*** INFORMATION

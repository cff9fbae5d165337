//! Byte spans into source text.

#[derive(Clone, Copy, Debug, Default, PartialEq, Eq, PartialOrd, Ord, Hash)]
pub struct ByteIndex(pub u32);

#[derive(Clone, Copy, Debug, Default, PartialEq, Eq, Hash)]
pub struct Span {
    pub start: ByteIndex,
    pub end: ByteIndex,
}

impl Span {
    pub fn new(start: u32, end: u32) -> Self {
        Self {
            start: ByteIndex(start),
            end: ByteIndex(end),
        }
    }

    pub fn len(self) -> u32 {
        self.end.0.saturating_sub(self.start.0)
    }

    pub fn is_empty(self) -> bool {
        self.len() == 0
    }

    pub fn merge(self, other: Span) -> Span {
        Span::new(
            self.start.0.min(other.start.0),
            self.end.0.max(other.end.0),
        )
    }
}
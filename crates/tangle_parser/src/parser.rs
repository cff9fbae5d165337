//! Parser core.
//!
//! Converts lexer tokens into a `Program` and collects diagnostics. Statement
//! parsing is recursive descent; expressions use precedence climbing. Parse
//! errors are recovered at statement boundaries so one bad construct does not
//! abort the whole file.
use tangle_syntax::{Diagnostic, Span, Token, TokenKind};

use crate::{Program, Stmt};

/// Parse result.
pub struct ParseResult {
    pub program: Program,
    pub diagnostics: Vec<Diagnostic>,
}

/// ES5 parser.
pub struct Parser<'a> {
    pub(crate) input: &'a str,
    pub(crate) tokens: &'a [Token],
    pub(crate) i: usize,
    pub(crate) diagnostics: Vec<Diagnostic>,
    /// Suppresses the `in` operator while parsing a `for (init; ...)` head.
    pub(crate) no_in: bool,
}

impl<'a> Parser<'a> {
    /// Create a new parser.
    pub fn new(input: &'a str, tokens: &'a [Token]) -> Self {
        Self {
            input,
            tokens,
            i: 0,
            diagnostics: Vec::with_capacity(8),
            no_in: false,
        }
    }

    /// Parse the full input and return a program plus diagnostics.
    pub fn parse(mut self) -> ParseResult {
        let mut body: Vec<Stmt> = Vec::with_capacity(8);
        while !self.at(TokenKind::Eof) {
            match self.parse_stmt() {
                Some(stmt) => body.push(stmt),
                None => self.recover_stmt(),
            }
        }

        ParseResult {
            program: Program { body: body.into() },
            diagnostics: self.diagnostics,
        }
    }

    pub(crate) fn at(&self, kind: TokenKind) -> bool {
        self.peek().kind == kind
    }

    pub(crate) fn peek(&self) -> Token {
        self.tokens
            .get(self.i)
            .copied()
            .unwrap_or(Token {
                kind: TokenKind::Eof,
                span: Span::new(self.input.len() as u32, self.input.len() as u32),
            })
    }

    pub(crate) fn bump(&mut self) -> Token {
        let t = self.peek();
        if self.i < self.tokens.len() {
            self.i += 1;
        }
        t
    }

    pub(crate) fn eat(&mut self, kind: TokenKind) -> bool {
        if self.at(kind) {
            self.bump();
            true
        } else {
            false
        }
    }

    pub(crate) fn expect(&mut self, kind: TokenKind) -> bool {
        if self.eat(kind) {
            return true;
        }
        let t = self.peek();
        self.error(format!("expected {kind:?}, found {:?}", t.kind), t.span);
        false
    }

    pub(crate) fn text(&self, token: Token) -> &'a str {
        &self.input[token.span.start.0 as usize..token.span.end.0 as usize]
    }

    pub(crate) fn error(&mut self, message: impl Into<String>, span: Span) {
        self.diagnostics.push(Diagnostic::error(message, Some(span)));
    }

    /// True when a line break separates the previous token from the next one.
    /// Used for the restricted productions (`return`, postfix `++`/`--`) and
    /// for automatic statement termination.
    pub(crate) fn newline_before(&self) -> bool {
        if self.i == 0 {
            return false;
        }
        let prev_end = self.tokens[self.i - 1].span.end.0 as usize;
        let next_start = self.peek().span.start.0 as usize;
        self.input[prev_end..next_start.min(self.input.len())].contains('\n')
    }

    /// Consume an explicit or automatic statement terminator.
    pub(crate) fn terminate_stmt(&mut self) {
        if self.eat(TokenKind::Semi) {
            return;
        }
        if self.at(TokenKind::RBrace) || self.at(TokenKind::Eof) || self.newline_before() {
            return;
        }
        let t = self.peek();
        self.error(format!("expected `;`, found {:?}", t.kind), t.span);
    }

    /// Skip to the next plausible statement boundary.
    pub(crate) fn recover_stmt(&mut self) {
        let mut depth = 0i32;
        loop {
            let t = self.peek();
            match t.kind {
                TokenKind::Eof => return,
                TokenKind::Semi if depth == 0 => {
                    self.bump();
                    return;
                }
                TokenKind::LBrace | TokenKind::LParen | TokenKind::LBracket => {
                    depth += 1;
                    self.bump();
                }
                TokenKind::RBrace | TokenKind::RParen | TokenKind::RBracket => {
                    if depth == 0 {
                        return;
                    }
                    depth -= 1;
                    self.bump();
                }
                _ => {
                    self.bump();
                }
            }
        }
    }
}
//! tangle_parser: recursive-descent parser for the ES5 subset.
//!
//! Entry point: `Parser::new(input, &tokens).parse()`.
mod expr;
mod parser;
mod stmt;

pub use parser::{ParseResult, Parser};
pub use tangle_ast::*;
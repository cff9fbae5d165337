//! ES5 keyword table.
use phf::phf_map;
use tangle_syntax::TokenKind;

pub static KEYWORDS: phf::Map<&'static str, TokenKind> = phf_map! {
    "var" => TokenKind::KwVar,
    "function" => TokenKind::KwFunction,
    "return" => TokenKind::KwReturn,
    "new" => TokenKind::KwNew,
    "delete" => TokenKind::KwDelete,
    "typeof" => TokenKind::KwTypeof,
    "instanceof" => TokenKind::KwInstanceof,
    "in" => TokenKind::KwIn,
    "this" => TokenKind::KwThis,
    "if" => TokenKind::KwIf,
    "else" => TokenKind::KwElse,
    "for" => TokenKind::KwFor,
    "while" => TokenKind::KwWhile,
    "do" => TokenKind::KwDo,
    "switch" => TokenKind::KwSwitch,
    "case" => TokenKind::KwCase,
    "default" => TokenKind::KwDefault,
    "break" => TokenKind::KwBreak,
    "continue" => TokenKind::KwContinue,
    "try" => TokenKind::KwTry,
    "catch" => TokenKind::KwCatch,
    "finally" => TokenKind::KwFinally,
    "throw" => TokenKind::KwThrow,
    "void" => TokenKind::KwVoid,
    "null" => TokenKind::KwNull,
    "true" => TokenKind::KwTrue,
    "false" => TokenKind::KwFalse,
};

******

**WORK TO BE COMPLETED**
Could you copy every line in the records that holds "automatic"?

**TASK RESPONSE**
    /// for automatic statement termination.
    /// Consume an explicit or automatic statement terminator.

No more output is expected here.